Rekordjahr 2025: Gründerboom am Niederrhein mit 10 Prozent mehr Start-ups
Elias KellerRekordjahr 2025: Gründerboom am Niederrhein mit 10 Prozent mehr Start-ups
Die IHK Mittlerer Niederrhein verzeichnete für das Jahr 2025 einen Anstieg bei Unternehmensgründungen. Im gesamten Kammerbezirk wurden 11.024 neue Betriebe gegründet – ein Plus von 10 Prozent im Vergleich zum Vorjahr. Gleichzeitig treiben Unternehmerinnen wie Hannah Kramer mit innovativen Konzepten in der Sozialbetreuung und im Wohnungswesen die Entwicklung voran.

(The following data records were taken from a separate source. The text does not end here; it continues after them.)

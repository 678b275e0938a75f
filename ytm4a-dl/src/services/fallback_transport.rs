//! Fallback Transport
//!
//! Retrieves the media payload through an ordered list of relay routes.
//! Routes are tried strictly one at a time, in configured order; the first
//! successful response wins and the remaining routes are never contacted.
//! No route is retried within a run.
//!
//! A route succeeds on any 2xx status, whatever the body holds. Deciding
//! whether the payload is usable audio is left to later stages.

use async_trait::async_trait;
use std::sync::Arc;
use std::time::Duration;
use thiserror::Error;
use tracing::{debug, info, warn};

use crate::error::PipelineError;
use crate::models::MediaIdentifier;

const USER_AGENT: &str = concat!("ytm4a/", env!("CARGO_PKG_VERSION"));

/// One relay route: a URL prefix the percent-encoded watch URL is appended to
#[derive(Debug, Clone, PartialEq, Eq)]
pub struct ProxyRoute {
    name: String,
    prefix: String,
}

impl ProxyRoute {
    pub fn new(name: impl Into<String>, prefix: impl Into<String>) -> Self {
        Self {
            name: name.into(),
            prefix: prefix.into(),
        }
    }

    pub fn name(&self) -> &str {
        &self.name
    }

    /// Full request URL for the given identifier
    pub fn request_url(&self, id: &MediaIdentifier) -> String {
        format!("{}{}", self.prefix, urlencoding::encode(&id.watch_url()))
    }
}

/// Failure of one route attempt
#[derive(Debug, Error)]
pub enum RouteError {
    #[error("Network error: {0}")]
    Network(String),

    #[error("HTTP status {0}")]
    Status(u16),
}

/// Performs a single GET through a route
#[async_trait]
pub trait RouteClient: Send + Sync {
    async fn get(&self, url: &str) -> Result<Vec<u8>, RouteError>;
}

/// `RouteClient` over reqwest
pub struct HttpRouteClient {
    http_client: reqwest::Client,
}

impl HttpRouteClient {
    pub fn new(timeout: Duration) -> Result<Self, RouteError> {
        let http_client = reqwest::Client::builder()
            .user_agent(USER_AGENT)
            .timeout(timeout)
            .build()
            .map_err(|e| RouteError::Network(e.to_string()))?;

        Ok(Self { http_client })
    }
}

#[async_trait]
impl RouteClient for HttpRouteClient {
    async fn get(&self, url: &str) -> Result<Vec<u8>, RouteError> {
        let response = self
            .http_client
            .get(url)
            .send()
            .await
            .map_err(|e| RouteError::Network(e.to_string()))?;

        let status = response.status();
        if !status.is_success() {
            return Err(RouteError::Status(status.as_u16()));
        }

        let body = response
            .bytes()
            .await
            .map_err(|e| RouteError::Network(e.to_string()))?;

        Ok(body.to_vec())
    }
}

/// Ordered, sequential route fallback
pub struct FallbackTransport {
    routes: Vec<ProxyRoute>,
    client: Arc<dyn RouteClient>,
}

impl FallbackTransport {
    pub fn new(routes: Vec<ProxyRoute>, client: Arc<dyn RouteClient>) -> Self {
        Self { routes, client }
    }

    /// Fetch the media payload for `id`
    ///
    /// # Errors
    /// `MediaUnavailable` once every route has failed (or none is configured)
    pub async fn fetch_media(&self, id: &MediaIdentifier) -> Result<Vec<u8>, PipelineError> {
        for (index, route) in self.routes.iter().enumerate() {
            let url = route.request_url(id);
            debug!(route = %route.name, attempt = index + 1, url = %url, "Trying proxy route");

            match self.client.get(&url).await {
                Ok(bytes) => {
                    info!(
                        route = %route.name,
                        id = %id,
                        bytes = bytes.len(),
                        "Retrieved media payload"
                    );
                    return Ok(bytes);
                }
                Err(e) => {
                    warn!(route = %route.name, id = %id, error = %e, "Proxy route failed");
                }
            }
        }

        Err(PipelineError::MediaUnavailable {
            attempted: self.routes.len(),
            message: format!(
                "Could not retrieve the audio after trying {} route(s). \
                 YouTube restrictions likely prevent downloading this video.",
                self.routes.len()
            ),
        })
    }
}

In Mönchengladbach wagten 2.464 Bürgerinnen und Bürger 2025 den Schritt in die Selbstständigkeit, während 1.973 ihre Unternehmen schlossen. Damit verzeichnet die Stadt ein Netto-Wachstum von 491 Betrieben. Dieser Trend spiegelt den landesweiten Aufschwung wider: In Nordrhein-Westfalen wurden 144.191 Neugründungen registriert – ein Anstieg von 7,1 Prozent gegenüber 2024.

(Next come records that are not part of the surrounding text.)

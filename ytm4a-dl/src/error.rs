//! Error types for ytm4a-dl
//!
//! Two layers:
//! - `PipelineError`: what a pipeline stage can fail with, collapsed into a
//!   machine-readable `ErrorKind` plus one user-facing message
//! - `ApiError`: HTTP mapping for the local service

use axum::{
    http::StatusCode,
    response::{IntoResponse, Response},
    Json,
};
use serde::{Deserialize, Serialize};
use serde_json::json;
use thiserror::Error;

use crate::models::PipelineFailure;

/// Machine-distinguishable failure kind
#[derive(Debug, Clone, Copy, PartialEq, Eq, Hash, Serialize, Deserialize)]
#[serde(rename_all = "SCREAMING_SNAKE_CASE")]
pub enum ErrorKind {
    /// URL is not a recognized single-video source URL
    InvalidSource,
    /// URL denotes a playlist
    UnsupportedCollection,
    /// Every fallback route failed
    MediaUnavailable,
    /// Backend answered with an error or an unreadable response
    RemoteServiceError,
    /// Edited title/artist missing
    ValidationError,
    /// A run is already in flight for this session
    RunInProgress,
    /// The finished artifact could not be written to the output folder
    StorageError,
}

impl ErrorKind {
    pub fn code(&self) -> &'static str {
        match self {
            ErrorKind::InvalidSource => "INVALID_SOURCE",
            ErrorKind::UnsupportedCollection => "UNSUPPORTED_COLLECTION",
            ErrorKind::MediaUnavailable => "MEDIA_UNAVAILABLE",
            ErrorKind::RemoteServiceError => "REMOTE_SERVICE_ERROR",
            ErrorKind::ValidationError => "VALIDATION_ERROR",
            ErrorKind::RunInProgress => "RUN_IN_PROGRESS",
            ErrorKind::StorageError => "STORAGE_ERROR",
        }
    }
}

/// Pipeline failure
#[derive(Debug, Clone, Error, PartialEq, Eq)]
pub enum PipelineError {
    #[error("Not a valid YouTube video URL: {0}")]
    InvalidSource(String),

    #[error("Playlists are not supported. Enter the URL of a single video.")]
    UnsupportedCollection,

    #[error("{message}")]
    MediaUnavailable {
        /// Number of routes that were tried
        attempted: usize,
        message: String,
    },

    #[error("{0}")]
    RemoteService(String),

    #[error("{0}")]
    Validation(String),

    #[error("Another preview or download is already running")]
    RunInProgress,

    #[error("Could not save the file: {0}")]
    Storage(String),
}

impl PipelineError {
    pub fn kind(&self) -> ErrorKind {
        match self {
            PipelineError::InvalidSource(_) => ErrorKind::InvalidSource,
            PipelineError::UnsupportedCollection => ErrorKind::UnsupportedCollection,
            PipelineError::MediaUnavailable { .. } => ErrorKind::MediaUnavailable,
            PipelineError::RemoteService(_) => ErrorKind::RemoteServiceError,
            PipelineError::Validation(_) => ErrorKind::ValidationError,
            PipelineError::RunInProgress => ErrorKind::RunInProgress,
            PipelineError::Storage(_) => ErrorKind::StorageError,
        }
    }
}

/// API error type
#[derive(Debug, Error)]
pub enum ApiError {
    /// Invalid request (400)
    #[error("Invalid request: {0}")]
    BadRequest(String),

    /// Internal server error (500)
    #[error("Internal server error: {0}")]
    Internal(String),

    /// Pipeline run ended in `failed`
    #[error("{0}")]
    Pipeline(#[from] PipelineFailure),
}

impl From<PipelineError> for ApiError {
    fn from(err: PipelineError) -> Self {
        ApiError::Pipeline(PipelineFailure::from(err))
    }
}

fn pipeline_status(kind: ErrorKind) -> StatusCode {
    match kind {
        ErrorKind::InvalidSource | ErrorKind::UnsupportedCollection | ErrorKind::ValidationError => {
            StatusCode::BAD_REQUEST
        }
        ErrorKind::RunInProgress => StatusCode::CONFLICT,
        ErrorKind::MediaUnavailable | ErrorKind::RemoteServiceError => StatusCode::BAD_GATEWAY,
        ErrorKind::StorageError => StatusCode::INTERNAL_SERVER_ERROR,
    }
}

impl IntoResponse for ApiError {
    fn into_response(self) -> Response {
        let (status, error_code, message) = match self {
            ApiError::BadRequest(msg) => (StatusCode::BAD_REQUEST, "BAD_REQUEST", msg),
            ApiError::Internal(msg) => (StatusCode::INTERNAL_SERVER_ERROR, "INTERNAL_ERROR", msg),
            ApiError::Pipeline(failure) => (
                pipeline_status(failure.kind),
                failure.kind.code(),
                failure.detail,
            ),
        };

        let body = Json(json!({
            "error": {
                "code": error_code,
                "message": message,
            }
        }));

        (status, body).into_response()
    }
}

/// Result type for API handlers
pub type ApiResult<T> = Result<T, ApiError>;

Jürgen Steinmetz, Hauptgeschäftsführer der IHK Mittlerer Niederrhein, betonte die Bedeutung von Gründerinnen und Gründern für die Steigerung der Wettbewerbsfähigkeit und die Schaffung von Arbeitsplätzen. Die Kammer unterstützt Existenzgründer unter anderem durch Beraterinnen wie Stephanie Efertz.
Besonders hervorzuheben ist Hannah Kramer: Sie gründete in Mönchengladbach „Senioren-WG mit Herz“, einen Service, der Senioren beim Zusammenleben in Wohngemeinschaften unterstützt. Mit ihrem Netzwerk „Good Soul“ erweitert sie das Angebot und vermittelt älteren Menschen sowie ihren Angehörigen passende Betreuungs- und Wohnlösungen.
Die Zahlen der IHK belegen eine dynamische Gründerszene in der Region. Unternehmen wie das von Kramer stärken nicht nur die wirtschaftliche Stabilität, sondern bringen auch soziale Innovationen voran. Der Anstieg der Neugründungen zeigt: Das Vertrauen in die lokale und landesweite Gründerkultur wächst.